[Opening Material provided section]

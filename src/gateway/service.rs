//! 会话级操作：发起运行、续传、停止、历史
//!
//! 每个会话同一时间只有一次运行（运行租约保证）；运行在后台任务里进行，
//! 调用方拿到的是从触发前游标开始的投递流，与运行本身解耦。

use std::sync::Arc;
use std::time::Duration;

use crate::config::AppConfig;
use crate::core::{HiveError, RunLease, SignalStore, StopSignal};
use crate::model::{Message, Timestamp};
use crate::store::{MessagePage, MessageStore, Store};
use crate::team::{AgentExecutor, Classifier, RunContext, WorkflowController};

use super::delivery::{DeliveryGateway, DeliveryStream};

/// stop 等待运行退出时的检查间隔
const STOP_POLL_INTERVAL: Duration = Duration::from_millis(500);

/// 一次已触发的运行
pub struct Generation {
    /// 本次持久化的用户消息
    pub user_message: Message,
    pub trace_id: Option<String>,
    pub stream: DeliveryStream,
}

pub struct TeamService {
    store: Arc<dyn Store>,
    executor: Arc<dyn AgentExecutor>,
    classifier: Option<Arc<dyn Classifier>>,
    lease: RunLease,
    stop: StopSignal,
    gateway: DeliveryGateway,
    config: AppConfig,
}

impl TeamService {
    pub fn new(
        store: Arc<dyn Store>,
        executor: Arc<dyn AgentExecutor>,
        signals: Arc<dyn SignalStore>,
        config: AppConfig,
    ) -> Self {
        let lease = RunLease::new(Arc::clone(&signals), config.team.run_timeout());
        let stop = StopSignal::new(signals);
        let gateway = DeliveryGateway::new(Arc::clone(&store), lease.clone(), config.gateway.clone());
        Self {
            store,
            executor,
            classifier: None,
            lease,
            stop,
            gateway,
            config,
        }
    }

    pub fn with_classifier(mut self, classifier: Arc<dyn Classifier>) -> Self {
        self.classifier = Some(classifier);
        self
    }

    pub fn store(&self) -> &Arc<dyn Store> {
        &self.store
    }

    pub fn gateway(&self) -> &DeliveryGateway {
        &self.gateway
    }

    /// 持久化用户消息并在后台启动一次团队运行
    ///
    /// 会话已有运行时返回 `HiveError::AlreadyRunning`，此时不写入任何消息。
    pub async fn generate(
        &self,
        session_id: &str,
        prompt: &str,
        framework: Option<&str>,
    ) -> Result<Generation, HiveError> {
        if !self.lease.acquire(session_id).await? {
            tracing::warn!(session_id = %session_id, "run already active");
            return Err(HiveError::AlreadyRunning(session_id.to_string()));
        }
        // 上一次运行自然结束后残留的停止信号不能作用于本次运行
        if let Err(e) = self.stop.clear(session_id).await {
            self.release_lease(session_id).await;
            return Err(e.into());
        }
        let user_message = match self.persist_prompt(session_id, prompt).await {
            Ok(m) => m,
            Err(e) => {
                self.release_lease(session_id).await;
                return Err(e);
            }
        };
        // 触发前记下游标，运行写出的第一个事件也严格晚于它
        let cutoff = Timestamp::now();

        let framework = framework
            .map(String::from)
            .unwrap_or_else(|| self.config.app.framework.clone());
        let ctx = RunContext::new(session_id, framework);
        let trace_id = ctx.trace_id.clone();

        let mut controller =
            WorkflowController::new(Arc::clone(&self.store), Arc::clone(&self.executor), self.config.team.clone())
                .with_stop_signal(self.stop.clone());
        if let Some(classifier) = &self.classifier {
            controller = controller.with_classifier(Arc::clone(classifier));
        }
        let lease = self.lease.clone();
        let message = user_message.clone();
        tokio::spawn(async move {
            if let Err(e) = controller.run(&ctx, &message).await {
                tracing::error!(session_id = %ctx.session_id, error = %e, "run ended with persistence failure");
            }
            if let Err(e) = lease.release(&ctx.session_id).await {
                tracing::warn!(session_id = %ctx.session_id, error = %e, "lease release failed");
            }
        });

        Ok(Generation {
            user_message,
            trace_id,
            stream: self.gateway.stream(session_id, Some(cutoff)),
        })
    }

    async fn release_lease(&self, session_id: &str) {
        if let Err(e) = self.lease.release(session_id).await {
            tracing::warn!(session_id = %session_id, error = %e, "lease release failed");
        }
    }

    async fn persist_prompt(&self, session_id: &str, prompt: &str) -> Result<Message, HiveError> {
        let parent = self.store.last_message(session_id).await?.map(|m| m.id);
        let message = Message::user(session_id, parent, prompt);
        self.store.append_message(&message).await?;
        Ok(message)
    }

    /// 续传：`since` 之后的事件（`None` 为完整历史），然后跟随运行
    pub fn resume(&self, session_id: &str, since: Option<Timestamp>) -> DeliveryStream {
        self.gateway.stream(session_id, since)
    }

    /// 请求停止；在等待上限内运行退出返回 true
    pub async fn stop(&self, session_id: &str) -> Result<bool, HiveError> {
        if !self.lease.is_running(session_id).await? {
            return Ok(true);
        }
        self.stop.request(session_id).await?;
        tracing::info!(session_id = %session_id, "stop requested");

        let deadline = tokio::time::Instant::now() + self.config.gateway.stop_wait();
        while tokio::time::Instant::now() < deadline {
            tokio::time::sleep(STOP_POLL_INTERVAL).await;
            if !self.lease.is_running(session_id).await? {
                return Ok(true);
            }
        }
        tracing::warn!(session_id = %session_id, "run did not exit before stop deadline");
        Ok(false)
    }

    pub async fn is_running(&self, session_id: &str) -> Result<bool, HiveError> {
        Ok(self.lease.is_running(session_id).await?)
    }

    pub async fn history(
        &self,
        session_id: &str,
        page: &MessagePage,
        limit: usize,
    ) -> Result<Vec<Message>, HiveError> {
        Ok(self.store.messages_page(session_id, page, limit).await?)
    }
}
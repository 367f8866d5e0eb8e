//! 消息模型
//!
//! - **Message**：持久化的完整消息（写入后不可变），带会话、父消息、产生角色与追踪 ID
//! - **ChatMessage**：轻量对话消息（仅种类 + 内容），用于执行器输入/输出与历史重放
//! - **MessageKind**：封闭的四种消息种类，序列化为 `role` 字段，附带 `tool_calls` / `tool_call_id`

use std::collections::HashSet;

use serde::{Deserialize, Serialize};
use serde_json::Value;

use super::Timestamp;

/// 助手发起的一次工具调用
#[derive(Debug, Clone, PartialEq, Serialize, Deserialize)]
pub struct ToolCall {
    pub id: String,
    pub name: String,
    #[serde(default)]
    pub args: Value,
}

impl ToolCall {
    pub fn new(id: impl Into<String>, name: impl Into<String>, args: Value) -> Self {
        Self {
            id: id.into(),
            name: name.into(),
            args,
        }
    }
}

/// 消息种类
#[derive(Debug, Clone, PartialEq, Serialize, Deserialize)]
#[serde(tag = "role", rename_all = "snake_case")]
pub enum MessageKind {
    User,
    Assistant {
        #[serde(default, skip_serializing_if = "Vec::is_empty")]
        tool_calls: Vec<ToolCall>,
    },
    System,
    Tool {
        tool_call_id: String,
    },
}

impl MessageKind {
    pub fn assistant() -> Self {
        MessageKind::Assistant {
            tool_calls: Vec::new(),
        }
    }

    pub fn role_name(&self) -> &'static str {
        match self {
            MessageKind::User => "user",
            MessageKind::Assistant { .. } => "assistant",
            MessageKind::System => "system",
            MessageKind::Tool { .. } => "tool",
        }
    }

    pub fn is_assistant(&self) -> bool {
        matches!(self, MessageKind::Assistant { .. })
    }

    pub fn tool_calls(&self) -> &[ToolCall] {
        match self {
            MessageKind::Assistant { tool_calls } => tool_calls,
            _ => &[],
        }
    }
}

/// 多模态内容片段
#[derive(Debug, Clone, PartialEq, Serialize, Deserialize)]
#[serde(tag = "type", rename_all = "snake_case")]
pub enum ContentPart {
    Text {
        text: String,
    },
    Image {
        url: String,
    },
    File {
        name: String,
        #[serde(default, skip_serializing_if = "Option::is_none")]
        url: Option<String>,
    },
    ToolCall {
        id: String,
        name: String,
        #[serde(default)]
        args: Value,
    },
    ToolResult {
        tool_call_id: String,
        content: String,
    },
}

/// 消息内容：纯文本或有序片段列表
#[derive(Debug, Clone, PartialEq, Serialize, Deserialize)]
#[serde(untagged)]
pub enum Content {
    Text(String),
    Parts(Vec<ContentPart>),
}

impl Default for Content {
    fn default() -> Self {
        Content::Text(String::new())
    }
}

impl From<String> for Content {
    fn from(s: String) -> Self {
        Content::Text(s)
    }
}

impl From<&str> for Content {
    fn from(s: &str) -> Self {
        Content::Text(s.to_string())
    }
}

impl Content {
    /// 文本视图：纯文本原样返回；片段列表拼接其中的 text 片段
    pub fn as_text(&self) -> String {
        match self {
            Content::Text(s) => s.clone(),
            Content::Parts(parts) => parts
                .iter()
                .filter_map(|p| match p {
                    ContentPart::Text { text } => Some(text.as_str()),
                    _ => None,
                })
                .collect::<Vec<_>>()
                .join(""),
        }
    }

    pub fn is_empty(&self) -> bool {
        match self {
            Content::Text(s) => s.is_empty(),
            Content::Parts(parts) => parts.is_empty(),
        }
    }
}

/// 轻量对话消息
#[derive(Debug, Clone, PartialEq, Serialize, Deserialize)]
pub struct ChatMessage {
    #[serde(flatten)]
    pub kind: MessageKind,
    #[serde(default)]
    pub content: Content,
}

impl ChatMessage {
    pub fn user(content: impl Into<Content>) -> Self {
        Self {
            kind: MessageKind::User,
            content: content.into(),
        }
    }

    pub fn assistant(content: impl Into<Content>) -> Self {
        Self {
            kind: MessageKind::assistant(),
            content: content.into(),
        }
    }

    pub fn assistant_with_tools(content: impl Into<Content>, tool_calls: Vec<ToolCall>) -> Self {
        Self {
            kind: MessageKind::Assistant { tool_calls },
            content: content.into(),
        }
    }

    pub fn system(content: impl Into<Content>) -> Self {
        Self {
            kind: MessageKind::System,
            content: content.into(),
        }
    }

    pub fn tool(tool_call_id: impl Into<String>, content: impl Into<Content>) -> Self {
        Self {
            kind: MessageKind::Tool {
                tool_call_id: tool_call_id.into(),
            },
            content: content.into(),
        }
    }

    pub fn text(&self) -> String {
        self.content.as_text()
    }
}

/// 持久化的完整消息
#[derive(Debug, Clone, PartialEq, Serialize, Deserialize)]
pub struct Message {
    pub id: String,
    pub session_id: String,
    #[serde(default)]
    pub parent_id: Option<String>,
    #[serde(flatten)]
    pub kind: MessageKind,
    #[serde(default)]
    pub content: Content,
    pub timestamp: Timestamp,
    #[serde(default)]
    pub agent_name: Option<String>,
    #[serde(default)]
    pub trace_id: Option<String>,
}

impl Message {
    /// 由对话消息构造待持久化消息，时间戳取当前
    pub fn from_chat(
        id: impl Into<String>,
        session_id: impl Into<String>,
        parent_id: Option<String>,
        chat: ChatMessage,
    ) -> Self {
        Self {
            id: id.into(),
            session_id: session_id.into(),
            parent_id,
            kind: chat.kind,
            content: chat.content,
            timestamp: Timestamp::now(),
            agent_name: None,
            trace_id: None,
        }
    }

    /// 新建用户消息（ID 为 uuid v4）
    pub fn user(session_id: impl Into<String>, parent_id: Option<String>, text: &str) -> Self {
        Self::from_chat(
            uuid::Uuid::new_v4().to_string(),
            session_id,
            parent_id,
            ChatMessage::user(text),
        )
    }

    pub fn with_agent(mut self, agent_name: impl Into<String>) -> Self {
        self.agent_name = Some(agent_name.into());
        self
    }

    pub fn with_trace(mut self, trace_id: Option<String>) -> Self {
        self.trace_id = trace_id;
        self
    }

    pub fn to_chat(&self) -> ChatMessage {
        ChatMessage {
            kind: self.kind.clone(),
            content: self.content.clone(),
        }
    }

    pub fn text(&self) -> String {
        self.content.as_text()
    }
}

/// 重放前清理历史，保证工具调用链完整：
///
/// - 助手消息的 tool_calls 若在下一条 user/system 消息之前没有全部得到 tool 回复，则去掉 tool_calls（保留文本）
/// - 找不到对应助手调用的 tool 消息（孤儿）直接丢弃
pub fn sanitize_history(messages: Vec<ChatMessage>) -> Vec<ChatMessage> {
    let mut out = Vec::with_capacity(messages.len());
    // 当前可被 tool 消息应答的调用 ID（来自仍保留 tool_calls 的助手消息）
    let mut open_calls: HashSet<String> = HashSet::new();

    for (i, msg) in messages.iter().enumerate() {
        match &msg.kind {
            MessageKind::User | MessageKind::System => {
                open_calls.clear();
                out.push(msg.clone());
            }
            MessageKind::Assistant { tool_calls } if !tool_calls.is_empty() => {
                let answered = answered_before_boundary(&messages[i + 1..]);
                let complete = tool_calls.iter().all(|c| answered.contains(c.id.as_str()));
                if complete {
                    open_calls.extend(tool_calls.iter().map(|c| c.id.clone()));
                    out.push(msg.clone());
                } else {
                    tracing::debug!(
                        calls = tool_calls.len(),
                        "stripping unanswered tool_calls from replayed assistant message"
                    );
                    out.push(ChatMessage {
                        kind: MessageKind::assistant(),
                        content: msg.content.clone(),
                    });
                }
            }
            MessageKind::Assistant { .. } => out.push(msg.clone()),
            MessageKind::Tool { tool_call_id } => {
                if open_calls.contains(tool_call_id) {
                    out.push(msg.clone());
                } else {
                    tracing::debug!(tool_call_id = %tool_call_id, "dropping orphan tool message");
                }
            }
        }
    }
    out
}

/// 在下一条 user/system 消息之前出现的 tool 回复 ID
fn answered_before_boundary(rest: &[ChatMessage]) -> HashSet<&str> {
    rest.iter()
        .take_while(|m| !matches!(m.kind, MessageKind::User | MessageKind::System))
        .filter_map(|m| match &m.kind {
            MessageKind::Tool { tool_call_id } => Some(tool_call_id.as_str()),
            _ => None,
        })
        .collect()
}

[Closing Material provided section]

What to work on>
Look above for the line with "pub fn resume(&self, session_id: &str, since: Option<Timestamp>)" and the line with "- **Message**：持久化的完整消息（写入后不可变），带会话、父消息、产生角色与追踪 ID", and reproduce exactly those two lines plus every line between, nothing more.

Answer space>
    pub fn resume(&self, session_id: &str, since: Option<Timestamp>) -> DeliveryStream {
        self.gateway.stream(session_id, since)
    }

    /// 请求停止；在等待上限内运行退出返回 true
    pub async fn stop(&self, session_id: &str) -> Result<bool, HiveError> {
        if !self.lease.is_running(session_id).await? {
            return Ok(true);
        }
        self.stop.request(session_id).await?;
        tracing::info!(session_id = %session_id, "stop requested");

        let deadline = tokio::time::Instant::now() + self.config.gateway.stop_wait();
        while tokio::time::Instant::now() < deadline {
            tokio::time::sleep(STOP_POLL_INTERVAL).await;
            if !self.lease.is_running(session_id).await? {
                return Ok(true);
            }
        }
        tracing::warn!(session_id = %session_id, "run did not exit before stop deadline");
        Ok(false)
    }

    pub async fn is_running(&self, session_id: &str) -> Result<bool, HiveError> {
        Ok(self.lease.is_running(session_id).await?)
    }

    pub async fn history(
        &self,
        session_id: &str,
        page: &MessagePage,
        limit: usize,
    ) -> Result<Vec<Message>, HiveError> {
        Ok(self.store.messages_page(session_id, page, limit).await?)
    }
}
repository 367f8866d5e0eb8e
//! 消息模型
//!
//! - **Message**：持久化的完整消息（写入后不可变），带会话、父消息、产生角色与追踪 ID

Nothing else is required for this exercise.